Output every record precisely.

AVAILABLE DATA:
________________
//! Channel and application configuration.
//!
//! # TOML Example
//!
//! ```toml
//! [shared]
//! service_name = "shmlink-mouse"
//! log_level = "debug"
//!
//! [channel]
//! key = 454
//! backend = "sysv"
//! permissions = 0o660
//! lock_timeout_ms = 250
//!
//! [[layout.fields]]
//! name = "x"
//! type = "i32"
//! # ...
//!
//! [mouse]
//! poll_interval_ms = 4
//! ```

use crate::backend::BackendKind;
use crate::error::ShmResult;
use crate::layout::{Layout, LayoutSpec};
use crate::mouse::MouseConfig;
use serde::{Deserialize, Serialize};
use shmlink_common::config::{ConfigError, SharedConfig};
use shmlink_common::consts::{
    DEFAULT_KEY, DEFAULT_LOCK_TIMEOUT_MS, DEFAULT_PERMISSIONS, DEFAULT_SHM_DIR,
};
use std::path::{Path, PathBuf};
use std::time::Duration;

/// Where and how a channel's segment lives.
#[derive(Debug, Clone, PartialEq, Eq, Serialize, Deserialize)]
#[serde(default)]
pub struct ChannelConfig {
    /// Segment key agreed between producer and consumer
    pub key: i32,
    /// OS object type
    pub backend: BackendKind,
    /// Directory for file-backed segments
    pub shm_dir: PathBuf,
    /// Permission bits applied when creating
    pub permissions: u32,
    /// Lock acquisition timeout in milliseconds
    pub lock_timeout_ms: u64,
}

impl Default for ChannelConfig {
    fn default() -> Self {
        Self {
            key: DEFAULT_KEY,
            backend: BackendKind::default(),
            shm_dir: PathBuf::from(DEFAULT_SHM_DIR),
            permissions: DEFAULT_PERMISSIONS,
            lock_timeout_ms: DEFAULT_LOCK_TIMEOUT_MS,
        }
    }
}

impl ChannelConfig {
    /// Defaults for `key`.
    pub fn new(key: i32) -> Self {
        Self {
            key,
            ..Self::default()
        }
    }

    /// Select the backend.
    pub fn with_backend(mut self, backend: BackendKind) -> Self {
        self.backend = backend;
        self
    }

    /// Directory for file-backed segments.
    pub fn with_shm_dir(mut self, dir: impl AsRef<Path>) -> Self {
        self.shm_dir = dir.as_ref().to_path_buf();
        self
    }

    /// Permission bits used on creation.
    pub fn with_permissions(mut self, permissions: u32) -> Self {
        self.permissions = permissions;
        self
    }

    /// Lock acquisition timeout.
    pub fn with_lock_timeout(mut self, timeout: Duration) -> Self {
        self.lock_timeout_ms = u64::try_from(timeout.as_millis()).unwrap_or(u64::MAX);
        self
    }

    /// Lock acquisition timeout as Duration.
    pub fn lock_timeout(&self) -> Duration {
        Duration::from_millis(self.lock_timeout_ms)
    }

    /// Validate the configuration.
    ///
    /// # Errors
    ///
    /// Returns `ConfigError::ValidationError` if:
    /// - `permissions` has bits outside `0o777`
    /// - `shm_dir` is empty while the file backend is selected
    pub fn validate(&self) -> Result<(), ConfigError> {
        if self.permissions & !0o777 != 0 {
            return Err(ConfigError::ValidationError(format!(
                "permissions {:#o} exceed 0o777",
                self.permissions
            )));
        }
        if self.backend == BackendKind::File && self.shm_dir.as_os_str().is_empty() {
            return Err(ConfigError::ValidationError(
                "shm_dir cannot be empty for the file backend".to_string(),
            ));
        }
        Ok(())
    }
}

/// Configuration file shared by the trigger and mouse binaries.
#[derive(Debug, Clone, Serialize, Deserialize)]
pub struct ShmlinkConfig {
    /// Logging and service identity
    pub shared: SharedConfig,
    /// Segment location
    #[serde(default)]
    pub channel: ChannelConfig,
    /// Layout; the pointer layout when absent
    #[serde(default)]
    pub layout: Option<LayoutSpec>,
    /// Consumer settings
    #[serde(default)]
    pub mouse: MouseConfig,
}

impl ShmlinkConfig {
    /// Defaults for a service.
    pub fn new(service_name: impl Into<String>) -> Self {
        Self {
            shared: SharedConfig::new(service_name),
            channel: ChannelConfig::default(),
            layout: None,
            mouse: MouseConfig::default(),
        }
    }

    /// Build the configured layout.
    pub fn layout(&self) -> ShmResult<Layout> {
        match &self.layout {
            Some(spec) => Layout::try_from(spec.clone()),
            None => Ok(Layout::pointer()),
        }
    }

    /// Validate every section.
    pub fn validate(&self) -> Result<(), ConfigError> {
        self.shared.validate()?;
        self.channel.validate()?;
        self.mouse.validate()
    }
}

#[cfg(test)]
mod tests {
    use super::*;
    use shmlink_common::config::ConfigLoader;

    #[test]
    fn defaults() {
        let config = ChannelConfig::default();
        assert_eq!(config.key, 454);
        assert_eq!(config.backend, BackendKind::SysV);
        assert_eq!(config.permissions, 0o660);
        assert_eq!(config.lock_timeout(), Duration::from_millis(1000));
        assert!(config.validate().is_ok());
    }

    #[test]
    fn invalid_permissions() {
        let config = ChannelConfig::new(1).with_permissions(0o4755);
        assert!(matches!(
            config.validate(),
            Err(ConfigError::ValidationError(_))
        ));
    }

    #[test]
    fn lock_timeout_saturates() {
        let config = ChannelConfig::new(1).with_lock_timeout(Duration::from_millis(250));
        assert_eq!(config.lock_timeout_ms, 250);
        assert_eq!(config.lock_timeout(), Duration::from_millis(250));

        let config = ChannelConfig::new(1).with_lock_timeout(Duration::MAX);
        assert_eq!(config.lock_timeout_ms, u64::MAX);
    }

    #[test]
    fn full_file_parses() {
        let text = r#"
[shared]
service_name = "shmlink-mouse"

[channel]
key = 900
backend = "file"
shm_dir = "/tmp"
permissions = 0o600
lock_timeout_ms = 250

[[layout.fields]]
name = "buttons"
type = "u8"

[[layout.fields]]
padding = 1

[[layout.fields]]
name = "x"
type = "i16"

[[layout.fields]]
name = "y"
type = "i16"

[[layout.fields]]
name = "changed"
type = "u8"

[[layout.fields]]
padding = 1

[mouse]
poll_interval_ms = 10
buttons_field = "buttons"
"#;
        let config = ShmlinkConfig::parse(text).unwrap();
        assert!(config.validate().is_ok());
        assert_eq!(config.channel.key, 900);
        assert_eq!(config.channel.backend, BackendKind::File);
        assert_eq!(config.channel.permissions, 0o600);
        assert_eq!(config.channel.lock_timeout(), Duration::from_millis(250));

        let layout = config.layout().unwrap();
        assert_eq!(layout.size(), 8);
        assert_eq!(config.mouse.buttons_field.as_deref(), Some("buttons"));
    }

    #[test]
    fn minimal_file_uses_defaults() {
        let config = ShmlinkConfig::parse("[shared]\nservice_name = \"t\"\n").unwrap();
        assert_eq!(config.channel, ChannelConfig::default());
        assert_eq!(config.layout().unwrap(), Layout::pointer());
    }
}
________________
TASK ANSWER:
//! Channel and application configuration.
//!
//! # TOML Example
//!
//! ```toml
//! [shared]
//! service_name = "shmlink-mouse"
//! log_level = "debug"
//!
//! [channel]
//! key = 454
//! backend = "sysv"
//! permissions = 0o660
//! lock_timeout_ms = 250
//!
//! [[layout.fields]]
//! name = "x"
//! type = "i32"
//! # ...
//!
//! [mouse]
//! poll_interval_ms = 4
//! ```

use crate::backend::BackendKind;
use crate::error::ShmResult;
use crate::layout::{Layout, LayoutSpec};
use crate::mouse::MouseConfig;
use serde::{Deserialize, Serialize};
use shmlink_common::config::{ConfigError, SharedConfig};
use shmlink_common::consts::{
    DEFAULT_KEY, DEFAULT_LOCK_TIMEOUT_MS, DEFAULT_PERMISSIONS, DEFAULT_SHM_DIR,
};
use std::path::{Path, PathBuf};
use std::time::Duration;

/// Where and how a channel's segment lives.
#[derive(Debug, Clone, PartialEq, Eq, Serialize, Deserialize)]
#[serde(default)]
pub struct ChannelConfig {
    /// Segment key agreed between producer and consumer
    pub key: i32,
    /// OS object type
    pub backend: BackendKind,
    /// Directory for file-backed segments
    pub shm_dir: PathBuf,
    /// Permission bits applied when creating
    pub permissions: u32,
    /// Lock acquisition timeout in milliseconds
    pub lock_timeout_ms: u64,
}

impl Default for ChannelConfig {
    fn default() -> Self {
        Self {
            key: DEFAULT_KEY,
            backend: BackendKind::default(),
            shm_dir: PathBuf::from(DEFAULT_SHM_DIR),
            permissions: DEFAULT_PERMISSIONS,
            lock_timeout_ms: DEFAULT_LOCK_TIMEOUT_MS,
        }
    }
}

impl ChannelConfig {
    /// Defaults for `key`.
    pub fn new(key: i32) -> Self {
        Self {
            key,
            ..Self::default()
        }
    }

    /// Select the backend.
    pub fn with_backend(mut self, backend: BackendKind) -> Self {
        self.backend = backend;
        self
    }

    /// Directory for file-backed segments.
    pub fn with_shm_dir(mut self, dir: impl AsRef<Path>) -> Self {
        self.shm_dir = dir.as_ref().to_path_buf();
        self
    }

    /// Permission bits used on creation.
    pub fn with_permissions(mut self, permissions: u32) -> Self {
        self.permissions = permissions;
        self
    }

    /// Lock acquisition timeout.
    pub fn with_lock_timeout(mut self, timeout: Duration) -> Self {
        self.lock_timeout_ms = u64::try_from(timeout.as_millis()).unwrap_or(u64::MAX);
        self
    }

    /// Lock acquisition timeout as Duration.
    pub fn lock_timeout(&self) -> Duration {
        Duration::from_millis(self.lock_timeout_ms)
    }

    /// Validate the configuration.
    ///
    /// # Errors
    ///
    /// Returns `ConfigError::ValidationError` if:
    /// - `permissions` has bits outside `0o777`
    /// - `shm_dir` is empty while the file backend is selected
    pub fn validate(&self) -> Result<(), ConfigError> {
        if self.permissions & !0o777 != 0 {
            return Err(ConfigError::ValidationError(format!(
                "permissions {:#o} exceed 0o777",
                self.permissions
            )));
        }
        if self.backend == BackendKind::File && self.shm_dir.as_os_str().is_empty() {
            return Err(ConfigError::ValidationError(
                "shm_dir cannot be empty for the file backend".to_string(),
            ));
        }
        Ok(())
    }
}

/// Configuration file shared by the trigger and mouse binaries.
#[derive(Debug, Clone, Serialize, Deserialize)]
pub struct ShmlinkConfig {
    /// Logging and service identity
    pub shared: SharedConfig,
    /// Segment location
    #[serde(default)]
    pub channel: ChannelConfig,
    /// Layout; the pointer layout when absent
    #[serde(default)]
    pub layout: Option<LayoutSpec>,
    /// Consumer settings
    #[serde(default)]
    pub mouse: MouseConfig,
}

impl ShmlinkConfig {
    /// Defaults for a service.
    pub fn new(service_name: impl Into<String>) -> Self {
        Self {
            shared: SharedConfig::new(service_name),
            channel: ChannelConfig::default(),
            layout: None,
            mouse: MouseConfig::default(),
        }
    }

    /// Build the configured layout.
    pub fn layout(&self) -> ShmResult<Layout> {
        match &self.layout {
            Some(spec) => Layout::try_from(spec.clone()),
            None => Ok(Layout::pointer()),
        }
    }

    /// Validate every section.
    pub fn validate(&self) -> Result<(), ConfigError> {
        self.shared.validate()?;
        self.channel.validate()?;
        self.mouse.validate()
    }
}

#[cfg(test)]
mod tests {
    use super::*;
    use shmlink_common::config::ConfigLoader;

    #[test]
    fn defaults() {
        let config = ChannelConfig::default();
        assert_eq!(config.key, 454);
        assert_eq!(config.backend, BackendKind::SysV);
        assert_eq!(config.permissions, 0o660);
        assert_eq!(config.lock_timeout(), Duration::from_millis(1000));
        assert!(config.validate().is_ok());
    }

    #[test]
    fn invalid_permissions() {
        let config = ChannelConfig::new(1).with_permissions(0o4755);
        assert!(matches!(
            config.validate(),
            Err(ConfigError::ValidationError(_))
        ));
    }

    #[test]
    fn lock_timeout_saturates() {
        let config = ChannelConfig::new(1).with_lock_timeout(Duration::from_millis(250));
        assert_eq!(config.lock_timeout_ms, 250);
        assert_eq!(config.lock_timeout(), Duration::from_millis(250));

        let config = ChannelConfig::new(1).with_lock_timeout(Duration::MAX);
        assert_eq!(config.lock_timeout_ms, u64::MAX);
    }

    #[test]
    fn full_file_parses() {
        let text = r#"
[shared]
service_name = "shmlink-mouse"

[channel]
key = 900
backend = "file"
shm_dir = "/tmp"
permissions = 0o600
lock_timeout_ms = 250

[[layout.fields]]
name = "buttons"
type = "u8"

[[layout.fields]]
padding = 1

[[layout.fields]]
name = "x"
type = "i16"

[[layout.fields]]
name = "y"
type = "i16"

[[layout.fields]]
name = "changed"
type = "u8"

[[layout.fields]]
padding = 1

[mouse]
poll_interval_ms = 10
buttons_field = "buttons"
"#;
        let config = ShmlinkConfig::parse(text).unwrap();
        assert!(config.validate().is_ok());
        assert_eq!(config.channel.key, 900);
        assert_eq!(config.channel.backend, BackendKind::File);
        assert_eq!(config.channel.permissions, 0o600);
        assert_eq!(config.channel.lock_timeout(), Duration::from_millis(250));

        let layout = config.layout().unwrap();
        assert_eq!(layout.size(), 8);
        assert_eq!(config.mouse.buttons_field.as_deref(), Some("buttons"));
    }

    #[test]
    fn minimal_file_uses_defaults() {
        let config = ShmlinkConfig::parse("[shared]\nservice_name = \"t\"\n").unwrap();
        assert_eq!(config.channel, ChannelConfig::default());
        assert_eq!(config.layout().unwrap(), Layout::pointer());
    }
}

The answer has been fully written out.